Task objective » What follows is a set of records. Repeat them word for word.

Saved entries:

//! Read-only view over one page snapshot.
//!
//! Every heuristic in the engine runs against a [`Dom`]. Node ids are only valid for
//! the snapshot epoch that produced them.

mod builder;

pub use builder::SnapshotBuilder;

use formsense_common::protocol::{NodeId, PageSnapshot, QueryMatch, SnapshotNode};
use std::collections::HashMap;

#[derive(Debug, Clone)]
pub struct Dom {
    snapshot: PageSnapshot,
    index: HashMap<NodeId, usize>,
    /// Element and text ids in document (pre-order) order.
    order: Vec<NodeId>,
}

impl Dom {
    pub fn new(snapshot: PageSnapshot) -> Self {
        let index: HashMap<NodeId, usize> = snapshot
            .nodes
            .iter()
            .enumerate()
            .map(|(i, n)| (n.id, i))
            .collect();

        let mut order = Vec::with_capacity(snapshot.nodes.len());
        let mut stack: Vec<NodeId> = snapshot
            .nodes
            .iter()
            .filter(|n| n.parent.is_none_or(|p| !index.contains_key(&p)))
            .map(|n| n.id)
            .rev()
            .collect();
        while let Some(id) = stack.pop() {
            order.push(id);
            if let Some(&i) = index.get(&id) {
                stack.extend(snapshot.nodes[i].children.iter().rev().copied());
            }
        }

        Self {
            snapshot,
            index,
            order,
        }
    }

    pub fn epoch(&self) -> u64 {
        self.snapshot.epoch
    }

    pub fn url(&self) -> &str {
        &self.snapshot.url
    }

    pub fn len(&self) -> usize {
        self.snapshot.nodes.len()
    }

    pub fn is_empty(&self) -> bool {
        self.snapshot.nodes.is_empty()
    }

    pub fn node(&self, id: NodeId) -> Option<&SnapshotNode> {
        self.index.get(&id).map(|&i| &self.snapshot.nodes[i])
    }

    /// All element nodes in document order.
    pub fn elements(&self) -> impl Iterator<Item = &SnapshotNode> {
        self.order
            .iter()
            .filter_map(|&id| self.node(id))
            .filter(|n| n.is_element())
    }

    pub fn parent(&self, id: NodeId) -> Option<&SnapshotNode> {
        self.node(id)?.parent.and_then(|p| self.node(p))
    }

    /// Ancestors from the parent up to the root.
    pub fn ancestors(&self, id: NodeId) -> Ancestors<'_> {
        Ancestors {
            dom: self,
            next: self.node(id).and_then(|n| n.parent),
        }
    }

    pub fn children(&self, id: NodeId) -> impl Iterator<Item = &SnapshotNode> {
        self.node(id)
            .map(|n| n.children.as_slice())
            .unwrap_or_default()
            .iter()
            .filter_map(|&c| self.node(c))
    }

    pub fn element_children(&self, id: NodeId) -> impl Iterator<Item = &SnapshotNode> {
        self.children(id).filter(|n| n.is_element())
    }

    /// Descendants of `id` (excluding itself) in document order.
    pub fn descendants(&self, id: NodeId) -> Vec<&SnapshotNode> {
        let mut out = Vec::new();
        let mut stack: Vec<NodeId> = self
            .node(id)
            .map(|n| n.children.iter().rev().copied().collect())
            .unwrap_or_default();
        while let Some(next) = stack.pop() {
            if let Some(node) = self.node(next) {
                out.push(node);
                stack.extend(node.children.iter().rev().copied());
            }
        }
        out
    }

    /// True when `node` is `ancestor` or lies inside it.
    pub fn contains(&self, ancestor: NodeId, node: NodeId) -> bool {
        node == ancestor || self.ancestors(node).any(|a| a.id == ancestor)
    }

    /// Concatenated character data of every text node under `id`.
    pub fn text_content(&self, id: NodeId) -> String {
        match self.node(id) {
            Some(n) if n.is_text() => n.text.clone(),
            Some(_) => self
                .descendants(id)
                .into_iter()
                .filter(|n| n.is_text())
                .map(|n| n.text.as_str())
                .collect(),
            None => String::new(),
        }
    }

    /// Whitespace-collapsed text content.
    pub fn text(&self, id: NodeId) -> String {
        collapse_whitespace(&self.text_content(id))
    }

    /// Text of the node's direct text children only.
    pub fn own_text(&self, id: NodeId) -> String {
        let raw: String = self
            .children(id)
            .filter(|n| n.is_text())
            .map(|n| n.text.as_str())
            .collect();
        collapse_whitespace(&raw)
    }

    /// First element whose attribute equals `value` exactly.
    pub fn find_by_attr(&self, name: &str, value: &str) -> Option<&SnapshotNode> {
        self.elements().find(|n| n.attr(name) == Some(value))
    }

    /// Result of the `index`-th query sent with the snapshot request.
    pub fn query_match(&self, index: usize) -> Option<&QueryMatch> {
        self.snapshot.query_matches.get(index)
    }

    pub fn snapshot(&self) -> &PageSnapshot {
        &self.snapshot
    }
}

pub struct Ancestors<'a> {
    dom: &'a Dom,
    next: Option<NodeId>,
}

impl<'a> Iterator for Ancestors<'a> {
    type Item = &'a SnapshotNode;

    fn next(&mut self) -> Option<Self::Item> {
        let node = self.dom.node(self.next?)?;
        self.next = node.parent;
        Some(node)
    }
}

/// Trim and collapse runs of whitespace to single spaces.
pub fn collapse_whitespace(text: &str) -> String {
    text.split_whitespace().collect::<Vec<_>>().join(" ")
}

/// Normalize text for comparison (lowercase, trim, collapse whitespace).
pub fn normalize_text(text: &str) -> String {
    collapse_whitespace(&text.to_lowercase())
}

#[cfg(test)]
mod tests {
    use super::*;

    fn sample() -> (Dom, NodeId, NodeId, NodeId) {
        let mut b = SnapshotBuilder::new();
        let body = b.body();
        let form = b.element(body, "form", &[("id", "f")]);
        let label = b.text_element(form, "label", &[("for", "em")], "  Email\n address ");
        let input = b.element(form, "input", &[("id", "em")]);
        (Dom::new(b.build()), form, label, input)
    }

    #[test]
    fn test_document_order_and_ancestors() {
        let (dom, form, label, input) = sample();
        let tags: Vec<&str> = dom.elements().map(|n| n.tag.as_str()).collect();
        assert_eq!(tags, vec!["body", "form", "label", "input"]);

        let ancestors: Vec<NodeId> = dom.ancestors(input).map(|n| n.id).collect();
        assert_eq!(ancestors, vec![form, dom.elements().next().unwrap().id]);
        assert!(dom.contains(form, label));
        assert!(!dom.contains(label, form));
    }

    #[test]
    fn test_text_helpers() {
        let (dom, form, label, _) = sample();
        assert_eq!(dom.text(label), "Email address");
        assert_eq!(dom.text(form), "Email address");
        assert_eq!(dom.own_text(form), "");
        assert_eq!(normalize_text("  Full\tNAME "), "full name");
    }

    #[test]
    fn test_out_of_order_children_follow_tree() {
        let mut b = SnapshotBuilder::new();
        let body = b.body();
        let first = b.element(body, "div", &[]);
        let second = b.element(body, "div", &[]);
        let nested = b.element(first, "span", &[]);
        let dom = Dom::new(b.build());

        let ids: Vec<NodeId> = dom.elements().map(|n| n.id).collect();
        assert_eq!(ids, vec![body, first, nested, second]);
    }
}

Solution to the exercise »
//! Read-only view over one page snapshot.
//!
//! Every heuristic in the engine runs against a [`Dom`]. Node ids are only valid for
//! the snapshot epoch that produced them.

mod builder;

pub use builder::SnapshotBuilder;

use formsense_common::protocol::{NodeId, PageSnapshot, QueryMatch, SnapshotNode};
use std::collections::HashMap;

#[derive(Debug, Clone)]
pub struct Dom {
    snapshot: PageSnapshot,
    index: HashMap<NodeId, usize>,
    /// Element and text ids in document (pre-order) order.
    order: Vec<NodeId>,
}

impl Dom {
    pub fn new(snapshot: PageSnapshot) -> Self {
        let index: HashMap<NodeId, usize> = snapshot
            .nodes
            .iter()
            .enumerate()
            .map(|(i, n)| (n.id, i))
            .collect();

        let mut order = Vec::with_capacity(snapshot.nodes.len());
        let mut stack: Vec<NodeId> = snapshot
            .nodes
            .iter()
            .filter(|n| n.parent.is_none_or(|p| !index.contains_key(&p)))
            .map(|n| n.id)
            .rev()
            .collect();
        while let Some(id) = stack.pop() {
            order.push(id);
            if let Some(&i) = index.get(&id) {
                stack.extend(snapshot.nodes[i].children.iter().rev().copied());
            }
        }

        Self {
            snapshot,
            index,
            order,
        }
    }

    pub fn epoch(&self) -> u64 {
        self.snapshot.epoch
    }

    pub fn url(&self) -> &str {
        &self.snapshot.url
    }

    pub fn len(&self) -> usize {
        self.snapshot.nodes.len()
    }

    pub fn is_empty(&self) -> bool {
        self.snapshot.nodes.is_empty()
    }

    pub fn node(&self, id: NodeId) -> Option<&SnapshotNode> {
        self.index.get(&id).map(|&i| &self.snapshot.nodes[i])
    }

    /// All element nodes in document order.
    pub fn elements(&self) -> impl Iterator<Item = &SnapshotNode> {
        self.order
            .iter()
            .filter_map(|&id| self.node(id))
            .filter(|n| n.is_element())
    }

    pub fn parent(&self, id: NodeId) -> Option<&SnapshotNode> {
        self.node(id)?.parent.and_then(|p| self.node(p))
    }

    /// Ancestors from the parent up to the root.
    pub fn ancestors(&self, id: NodeId) -> Ancestors<'_> {
        Ancestors {
            dom: self,
            next: self.node(id).and_then(|n| n.parent),
        }
    }

    pub fn children(&self, id: NodeId) -> impl Iterator<Item = &SnapshotNode> {
        self.node(id)
            .map(|n| n.children.as_slice())
            .unwrap_or_default()
            .iter()
            .filter_map(|&c| self.node(c))
    }

    pub fn element_children(&self, id: NodeId) -> impl Iterator<Item = &SnapshotNode> {
        self.children(id).filter(|n| n.is_element())
    }

    /// Descendants of `id` (excluding itself) in document order.
    pub fn descendants(&self, id: NodeId) -> Vec<&SnapshotNode> {
        let mut out = Vec::new();
        let mut stack: Vec<NodeId> = self
            .node(id)
            .map(|n| n.children.iter().rev().copied().collect())
            .unwrap_or_default();
        while let Some(next) = stack.pop() {
            if let Some(node) = self.node(next) {
                out.push(node);
                stack.extend(node.children.iter().rev().copied());
            }
        }
        out
    }

    /// True when `node` is `ancestor` or lies inside it.
    pub fn contains(&self, ancestor: NodeId, node: NodeId) -> bool {
        node == ancestor || self.ancestors(node).any(|a| a.id == ancestor)
    }

    /// Concatenated character data of every text node under `id`.
    pub fn text_content(&self, id: NodeId) -> String {
        match self.node(id) {
            Some(n) if n.is_text() => n.text.clone(),
            Some(_) => self
                .descendants(id)
                .into_iter()
                .filter(|n| n.is_text())
                .map(|n| n.text.as_str())
                .collect(),
            None => String::new(),
        }
    }

    /// Whitespace-collapsed text content.
    pub fn text(&self, id: NodeId) -> String {
        collapse_whitespace(&self.text_content(id))
    }

    /// Text of the node's direct text children only.
    pub fn own_text(&self, id: NodeId) -> String {
        let raw: String = self
            .children(id)
            .filter(|n| n.is_text())
            .map(|n| n.text.as_str())
            .collect();
        collapse_whitespace(&raw)
    }

    /// First element whose attribute equals `value` exactly.
    pub fn find_by_attr(&self, name: &str, value: &str) -> Option<&SnapshotNode> {
        self.elements().find(|n| n.attr(name) == Some(value))
    }

    /// Result of the `index`-th query sent with the snapshot request.
    pub fn query_match(&self, index: usize) -> Option<&QueryMatch> {
        self.snapshot.query_matches.get(index)
    }

    pub fn snapshot(&self) -> &PageSnapshot {
        &self.snapshot
    }
}

pub struct Ancestors<'a> {
    dom: &'a Dom,
    next: Option<NodeId>,
}

impl<'a> Iterator for Ancestors<'a> {
    type Item = &'a SnapshotNode;

    fn next(&mut self) -> Option<Self::Item> {
        let node = self.dom.node(self.next?)?;
        self.next = node.parent;
        Some(node)
    }
}

/// Trim and collapse runs of whitespace to single spaces.
pub fn collapse_whitespace(text: &str) -> String {
    text.split_whitespace().collect::<Vec<_>>().join(" ")
}

/// Normalize text for comparison (lowercase, trim, collapse whitespace).
pub fn normalize_text(text: &str) -> String {
    collapse_whitespace(&text.to_lowercase())
}

#[cfg(test)]
mod tests {
    use super::*;

    fn sample() -> (Dom, NodeId, NodeId, NodeId) {
        let mut b = SnapshotBuilder::new();
        let body = b.body();
        let form = b.element(body, "form", &[("id", "f")]);
        let label = b.text_element(form, "label", &[("for", "em")], "  Email\n address ");
        let input = b.element(form, "input", &[("id", "em")]);
        (Dom::new(b.build()), form, label, input)
    }

    #[test]
    fn test_document_order_and_ancestors() {
        let (dom, form, label, input) = sample();
        let tags: Vec<&str> = dom.elements().map(|n| n.tag.as_str()).collect();
        assert_eq!(tags, vec!["body", "form", "label", "input"]);

        let ancestors: Vec<NodeId> = dom.ancestors(input).map(|n| n.id).collect();
        assert_eq!(ancestors, vec![form, dom.elements().next().unwrap().id]);
        assert!(dom.contains(form, label));
        assert!(!dom.contains(label, form));
    }

    #[test]
    fn test_text_helpers() {
        let (dom, form, label, _) = sample();
        assert_eq!(dom.text(label), "Email address");
        assert_eq!(dom.text(form), "Email address");
        assert_eq!(dom.own_text(form), "");
        assert_eq!(normalize_text("  Full\tNAME "), "full name");
    }

    #[test]
    fn test_out_of_order_children_follow_tree() {
        let mut b = SnapshotBuilder::new();
        let body = b.body();
        let first = b.element(body, "div", &[]);
        let second = b.element(body, "div", &[]);
        let nested = b.element(first, "span", &[]);
        let dom = Dom::new(b.build());

        let ids: Vec<NodeId> = dom.elements().map(|n| n.id).collect();
        assert_eq!(ids, vec![body, first, nested, second]);
    }
}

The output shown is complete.